Más de la mitad de los nuevos médicos colegiados en Barcelona se están incorporando al sistema sanitario sin haber realizado el MIR, el exam...
Más de la mitad de los nuevos médicos colegiados en Barcelona se están incorporando al sistema sanitario sin haber realizado el MIR, el examen que da acceso a la formación sanitaria especializada en España. Según los datos del Colegio de Médicos, aproximadamente el 52,5% de las nuevas altas corresponden a profesionales que no cuentan con una especialidad reconocida ni tienen expectativas claras de obtenerla a corto plazo. Este fenómeno ha encendido las alarmas tanto entre organizaciones profesionales como entre responsables sanitarios, ya que plantea interrogantes sobre la calidad asistencial, la planificación del sistema y las condiciones laborales de estos facultativos.
El aumento de médicos sin especialidad se produce en un contexto marcado por la escasez de profesionales en determinadas áreas y por la necesidad urgente de cubrir vacantes, especialmente en atención primaria y servicios con alta presión asistencial. Muchos de estos médicos acceden a contratos temporales o de refuerzo, ocupando puestos que, aunque necesarios, no ofrecen estabilidad ni una trayectoria profesional clara.

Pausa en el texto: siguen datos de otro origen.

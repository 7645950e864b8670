use std::fs;
use std::path::{Path, PathBuf};
use std::time::Duration;

use log::warn;
use serde::{Deserialize, Serialize};
use thiserror::Error;

use crate::internet::MAX_INTERNET_HOSTS;
use crate::ping::{ProbeRequest, Thresholds};
use crate::sensor::Filter;
use crate::watchdog::{NotifyTemplates, WatchdogSettings};

/// Largest ICMP echo payload that fits an IPv4 datagram.
pub const MAX_DATA_SIZE: usize = 65507;
/// Upper bound for packet interval, timeout and wait ceiling.
pub const MAX_PROBE_MS: u64 = 3_600_000;

#[derive(Debug, Error)]
pub enum ConfigError {
    #[error("could not find config directory")]
    NoConfigDir,

    #[error("config I/O failed: {0}")]
    Io(#[from] std::io::Error),

    #[error("invalid config file: {0}")]
    Parse(#[from] serde_json::Error),

    #[error("between 1 and {max} internet hosts are required, got {0}", max = MAX_INTERNET_HOSTS)]
    HostCount(usize),

    #[error("packet count must be positive")]
    ZeroCount,

    #[error("loss threshold must be within 0..=100, got {0}")]
    LossThreshold(f32),

    #[error("{field} must be within 1..={max} ms, got {value}", max = MAX_PROBE_MS)]
    Millis { field: &'static str, value: u64 },

    #[error("payload size must be at most {max} bytes, got {0}", max = MAX_DATA_SIZE)]
    DataSize(usize),
}

#[derive(Debug, Clone, PartialEq, Serialize, Deserialize)]
#[serde(default)]
pub struct ProbeSettings {
    pub count: u32,
    pub interval_ms: u64,
    pub timeout_ms: u64,
    pub data_size: usize,
    pub verbose: bool,
    /// Slack past the session bound before giving up on the engine.
    pub wait_ceiling_ms: Option<u64>,
}

impl Default for ProbeSettings {
    fn default() -> Self {
        Self {
            count: 5,
            interval_ms: 1000,
            timeout_ms: 1000,
            data_size: 32,
            verbose: false,
            wait_ceiling_ms: None,
        }
    }
}

impl ProbeSettings {
    pub fn request(&self, hostname: impl Into<String>) -> ProbeRequest {
        let request = ProbeRequest::new(hostname)
            .with_count(self.count)
            .with_interval(Duration::from_millis(self.interval_ms))
            .with_timeout(Duration::from_millis(self.timeout_ms))
            .with_data_size(self.data_size)
            .with_verbose(self.verbose);
        match self.wait_ceiling_ms {
            Some(ms) => request.with_wait_ceiling(Duration::from_millis(ms)),
            None => request,
        }
    }
}

#[derive(Debug, Clone, PartialEq, Serialize, Deserialize)]
#[serde(default)]
pub struct WatchdogConfig {
    pub host: String,
    pub backoff_secs: u64,
    pub link_poll_secs: u64,
    pub device_id: String,
    pub notify: NotifyTemplates,
}

impl Default for WatchdogConfig {
    fn default() -> Self {
        let settings = WatchdogSettings::default();
        Self {
            host: "8.8.8.8".to_string(),
            backoff_secs: settings.backoff.as_secs(),
            link_poll_secs: settings.link_poll.as_secs(),
            device_id: settings.device_id,
            notify: NotifyTemplates {
                failure: Some("Host {host} is unreachable".to_string()),
                recovery: Some("Host {host} is reachable again".to_string()),
            },
        }
    }
}

impl WatchdogConfig {
    pub fn settings(&self) -> WatchdogSettings {
        WatchdogSettings {
            backoff: Duration::from_secs(self.backoff_secs),
            link_poll: Duration::from_secs(self.link_poll_secs),
            device_id: self.device_id.clone(),
        }
    }
}

#[derive(Debug, Clone, PartialEq, Serialize, Deserialize)]
#[serde(default)]
pub struct SensorConfig {
    pub host: String,
    pub interval_secs: u64,
    pub duration_filter: Filter,
    pub loss_filter: Filter,
}

impl Default for SensorConfig {
    fn default() -> Self {
        Self {
            host: "8.8.8.8".to_string(),
            interval_secs: 60,
            duration_filter: Filter::None,
            loss_filter: Filter::None,
        }
    }
}

#[derive(Debug, Clone, PartialEq, Serialize, Deserialize)]
#[serde(default)]
pub struct AppConfig {
    pub probe: ProbeSettings,
    pub thresholds: Thresholds,
    pub internet_hosts: Vec<String>,
    pub watchdog: WatchdogConfig,
    pub sensor: SensorConfig,
}

impl Default for AppConfig {
    fn default() -> Self {
        Self {
            probe: ProbeSettings::default(),
            thresholds: Thresholds::default(),
            internet_hosts: vec![
                "8.8.8.8".to_string(),
                "1.1.1.1".to_string(),
                "9.9.9.9".to_string(),
            ],
            watchdog: WatchdogConfig::default(),
            sensor: SensorConfig::default(),
        }
    }
}

impl AppConfig {
    pub fn get_config_path() -> Result<PathBuf, ConfigError> {
        let config_dir = dirs::config_dir()
            .ok_or(ConfigError::NoConfigDir)?
            .join("PingProbe");

        fs::create_dir_all(&config_dir)?;
        Ok(config_dir.join("config.json"))
    }

    /// Settings from the user config directory, or defaults when there are none.
    pub fn load() -> Self {
        match Self::get_config_path() {
            Ok(path) => Self::load_or_default(&path),
            Err(e) => {
                warn!("Failed to get config path: {}", e);
                AppConfig::default()
            }
        }
    }

    /// Settings from `path`; a missing, unreadable or invalid file yields defaults.
    pub fn load_or_default(path: &Path) -> Self {
        if !path.exists() {
            return AppConfig::default();
        }
        Self::load_from(path).unwrap_or_else(|e| {
            warn!("Failed to load config {}: {}", path.display(), e);
            AppConfig::default()
        })
    }

    pub fn load_from(path: &Path) -> Result<Self, ConfigError> {
        let content = fs::read_to_string(path)?;
        let config: AppConfig = serde_json::from_str(&content)?;
        config.validate()?;
        Ok(config)
    }

    /// Write to the user config directory, returning the file written.
    pub fn save(&self) -> Result<PathBuf, ConfigError> {
        let path = Self::get_config_path()?;
        self.save_to(&path)?;
        Ok(path)
    }

    pub fn save_to(&self, path: &Path) -> Result<(), ConfigError> {
        let content = serde_json::to_string_pretty(self)?;
        fs::write(path, content)?;
        Ok(())
    }

    pub fn validate(&self) -> Result<(), ConfigError> {
        let hosts = self.internet_hosts.len();
        if hosts == 0 || hosts > MAX_INTERNET_HOSTS {
            return Err(ConfigError::HostCount(hosts));
        }
        if self.probe.count == 0 {
            return Err(ConfigError::ZeroCount);
        }
        let max_loss = self.thresholds.max_loss_percent;
        if !(0.0..=100.0).contains(&max_loss) {
            return Err(ConfigError::LossThreshold(max_loss));
        }

        let probe = &self.probe;
        let millis = [
            ("interval_ms", Some(probe.interval_ms)),
            ("timeout_ms", Some(probe.timeout_ms)),
            ("wait_ceiling_ms", probe.wait_ceiling_ms),
        ];
        for (field, value) in millis {
            if let Some(value) = value.filter(|ms| !(1..=MAX_PROBE_MS).contains(ms)) {
                return Err(ConfigError::Millis { field, value });
            }
        }
        if probe.data_size > MAX_DATA_SIZE {
            return Err(ConfigError::DataSize(probe.data_size));
        }
        Ok(())
    }
}
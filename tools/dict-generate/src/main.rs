use clap::{Arg, Command};
use pinyin_fmmseg::dictionary_lib::{self, PinyinDictionary};
use std::path::Path;

fn main() -> Result<(), Box<dyn std::error::Error>> {
    const BLUE: &str = "\x1B[1;34m"; // Bold Blue
    const RESET: &str = "\x1B[0m"; // Reset color

    let matches = Command::new("Dictionary Generator")
        .about(format!(
            "{BLUE}Dict Generator: Pinyin dictionary artifacts from tables in ./dicts/{RESET}"
        ))
        .after_help(
            "Examples:\n\
         \n\
         dict-generate --format cbor --output pinyin_dictionary.cbor\n\
         dict-generate --format zstd --output pinyin_dictionary.zstd\n\
         \n\
         The generated CBOR can be loaded with PinyinDictionary::deserialize_from_cbor().\n",
        )
        .arg(
            Arg::new("format")
                .short('f')
                .long("format")
                .value_name("format")
                .default_value("zstd")
                .value_parser(["zstd", "cbor", "json"])
                .help("Dictionary format: [zstd|cbor|json]"),
        )
        .arg(
            Arg::new("output")
                .short('o')
                .long("output")
                .value_name("filename")
                .help("Write generated dictionary to <filename>. If not specified, a default filename is used."),
        )
        .get_matches();

    let dict_dir = Path::new("dicts");
    if !dict_dir.exists() {
        eprintln!(
            "{BLUE}Local 'dicts/' directory not found.{RESET}\n\
         Please place phrases.txt and characters.txt under this folder."
        );
        return Ok(());
    }

    let dict_format = matches.get_one::<String>("format").map(String::as_str);

    let default_output = match dict_format {
        Some("zstd") => "pinyin_dictionary.zstd",
        Some("cbor") => "pinyin_dictionary.cbor",
        Some("json") => "pinyin_dictionary.json",
        _ => "pinyin_dictionary.unknown",
    };

    let output_file = matches
        .get_one::<String>("output")
        .map(|s| s.as_str())
        .unwrap_or(default_output);

    let dictionary = PinyinDictionary::from_dicts()?;
    eprintln!(
        "{BLUE}Loaded {} phrases (max length {}) and {} characters.{RESET}",
        dictionary.phrases.len(),
        dictionary.phrases.max_len,
        dictionary.characters.len()
    );

    match dict_format {
        Some("zstd") => {
            dictionary_lib::save_compressed(&dictionary, output_file)?;
            eprintln!("{BLUE}Dictionary saved in ZSTD format at: {output_file}{RESET}");
        }
        Some("cbor") => {
            dictionary.serialize_to_cbor(output_file)?;
            eprintln!("{BLUE}Dictionary saved in CBOR format at: {output_file}{RESET}");
        }
        Some("json") => {
            dictionary.serialize_to_json(output_file)?;
            eprintln!("{BLUE}Dictionary saved in JSON format at: {output_file}{RESET}");
        }
        other => {
            let format_str = other.unwrap_or("unknown");
            eprintln!("{BLUE}Unsupported format: {format_str}{RESET}");
        }
    }

    Ok(())
}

Esta situación genera una doble preocupación: por un lado, la precariedad laboral que enfrentan estos profesionales, y por otro, la dependencia creciente del sistema sanitario de médicos que no han completado una formación especializada.
Los expertos señalan que el problema no es nuevo, pero se ha intensificado en los últimos años debido a la falta de plazas MIR en relación con el número de graduados en medicina. Cada año, miles de licenciados compiten por un número limitado de puestos de formación, lo que deja fuera a un porcentaje significativo que, aun así, busca incorporarse al mercado laboral. Algunos optan por trabajar en el sector privado, mientras que otros se integran en el sistema público en puestos donde la especialización no es obligatoria, aunque sí recomendable para garantizar la mejor atención posible.
Además, esta tendencia también refleja las dificultades estructurales del sistema sanitario para retener talento y planificar a largo plazo. La incorporación de médicos sin especialidad puede aliviar de manera inmediata la falta de personal, pero no resuelve el déficit estructural de especialistas, especialmente en áreas como medicina familiar, pediatría o determinadas especialidades hospitalarias. A medio plazo, esta situación podría agravar la sobrecarga de los profesionales ya especializados y generar desigualdades en la calidad de la atención.
Por otra parte, los propios médicos afectados manifiestan incertidumbre sobre su futuro profesional. Muchos de ellos continúan preparando el MIR durante años mientras trabajan, lo que supone un esfuerzo adicional y una situación de inestabilidad prolongada. Otros, ante la dificultad de acceder a una plaza, consideran emigrar a otros países o reorientar su carrera hacia ámbitos no asistenciales. Este escenario pone de relieve la necesidad de revisar la planificación de recursos humanos en sanidad, adaptando la oferta de formación especializada a la demanda real del sistema.
Las organizaciones médicas reclaman medidas estructurales que incluyan el aumento de plazas MIR, la mejora de las condiciones laborales y una estrategia de planificación que garantice la formación de especialistas suficientes. Mientras tanto, la cifra del 52,5% refleja un cambio significativo en el perfil de los nuevos colegiados y abre un debate sobre cómo garantizar la calidad del sistema sanitario sin comprometer el desarrollo profesional de quienes se incorporan a él.